ACTION ITEM -
Check every line below, and copy those that include "sqlx".

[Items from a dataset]
┌────────

pub mod auth;
pub mod gate;
pub mod role;
pub mod routes;
use anyhow::Context;
use sqlx::PgPool;
use tracing::instrument;
use uuid::Uuid;

use crate::modules::scholarships::model::{
    CreateScholarshipDto, Scholarship, UpdateScholarshipDto,
};
use crate::utils::errors::AppError;

const SCHOLARSHIP_COLUMNS: &str = "id, name, description, sponsor, amount, deadline, is_active, \
                                   created_at, updated_at";

pub struct ScholarshipService;

impl ScholarshipService {
    #[instrument(skip(db, dto))]
    pub async fn create_scholarship(
        db: &PgPool,
        dto: CreateScholarshipDto,
    ) -> Result<Scholarship, AppError> {
        let scholarship = sqlx::query_as::<_, Scholarship>(
            r#"
            INSERT INTO scholarships (name, description, sponsor, amount, deadline, is_active)
            VALUES ($1, $2, $3, $4, $5, $6)
            RETURNING id, name, description, sponsor, amount, deadline, is_active,
                      created_at, updated_at
            "#,
        )
        .bind(&dto.name)
        .bind(&dto.description)
        .bind(&dto.sponsor)
        .bind(dto.amount)
        .bind(dto.deadline)
        .bind(dto.is_active)
        .fetch_one(db)
        .await
        .context("Failed to create scholarship")
        .map_err(AppError::database)?;

        Ok(scholarship)
    }

    #[instrument(skip(db))]
    pub async fn get_scholarships(db: &PgPool) -> Result<Vec<Scholarship>, AppError> {
        let scholarships = sqlx::query_as::<_, Scholarship>(&format!(
            "SELECT {SCHOLARSHIP_COLUMNS} FROM scholarships ORDER BY deadline"
        ))
        .fetch_all(db)
        .await
        .context("Failed to fetch scholarships")
        .map_err(AppError::database)?;

        Ok(scholarships)
    }

    #[instrument(skip(db))]
    pub async fn get_scholarship(db: &PgPool, id: Uuid) -> Result<Scholarship, AppError> {
        sqlx::query_as::<_, Scholarship>(&format!(
            "SELECT {SCHOLARSHIP_COLUMNS} FROM scholarships WHERE id = $1"
        ))
        .bind(id)
        .fetch_optional(db)
        .await
        .context("Failed to fetch scholarship")
        .map_err(AppError::database)?
        .ok_or_else(|| AppError::not_found(anyhow::anyhow!("Scholarship not found")))
    }

    #[instrument(skip(db, dto))]
    pub async fn update_scholarship(
        db: &PgPool,
        id: Uuid,
        dto: UpdateScholarshipDto,
    ) -> Result<Scholarship, AppError> {
        let existing = Self::get_scholarship(db, id).await?;

        let name = dto.name.unwrap_or(existing.name);
        let description = dto.description.or(existing.description);
        let sponsor = dto.sponsor.or(existing.sponsor);
        let amount = dto.amount.unwrap_or(existing.amount);
        let deadline = dto.deadline.unwrap_or(existing.deadline);
        let is_active = dto.is_active.unwrap_or(existing.is_active);

        let scholarship = sqlx::query_as::<_, Scholarship>(
            r#"
            UPDATE scholarships
            SET name = $1, description = $2, sponsor = $3, amount = $4, deadline = $5,
                is_active = $6, updated_at = NOW()
            WHERE id = $7
            RETURNING id, name, description, sponsor, amount, deadline, is_active,
                      created_at, updated_at
            "#,
        )
        .bind(&name)
        .bind(&description)
        .bind(&sponsor)
        .bind(amount)
        .bind(deadline)
        .bind(is_active)
        .bind(id)
        .fetch_one(db)
        .await
        .context("Failed to update scholarship")
        .map_err(AppError::database)?;

        Ok(scholarship)
    }

    #[instrument(skip(db))]
    pub async fn delete_scholarship(db: &PgPool, id: Uuid) -> Result<(), AppError> {
        let result = sqlx::query("DELETE FROM scholarships WHERE id = $1")
            .bind(id)
            .execute(db)
            .await
            .context("Failed to delete scholarship")
            .map_err(AppError::database)?;

        if result.rows_affected() == 0 {
            return Err(AppError::not_found(anyhow::anyhow!(
                "Scholarship not found"
            )));
        }

        Ok(())
    }
}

└────────

EXPECTED OUTPUT -
use sqlx::PgPool;
        let scholarship = sqlx::query_as::<_, Scholarship>(
        let scholarships = sqlx::query_as::<_, Scholarship>(&format!(
        sqlx::query_as::<_, Scholarship>(&format!(
        let scholarship = sqlx::query_as::<_, Scholarship>(
        let result = sqlx::query("DELETE FROM scholarships WHERE id = $1")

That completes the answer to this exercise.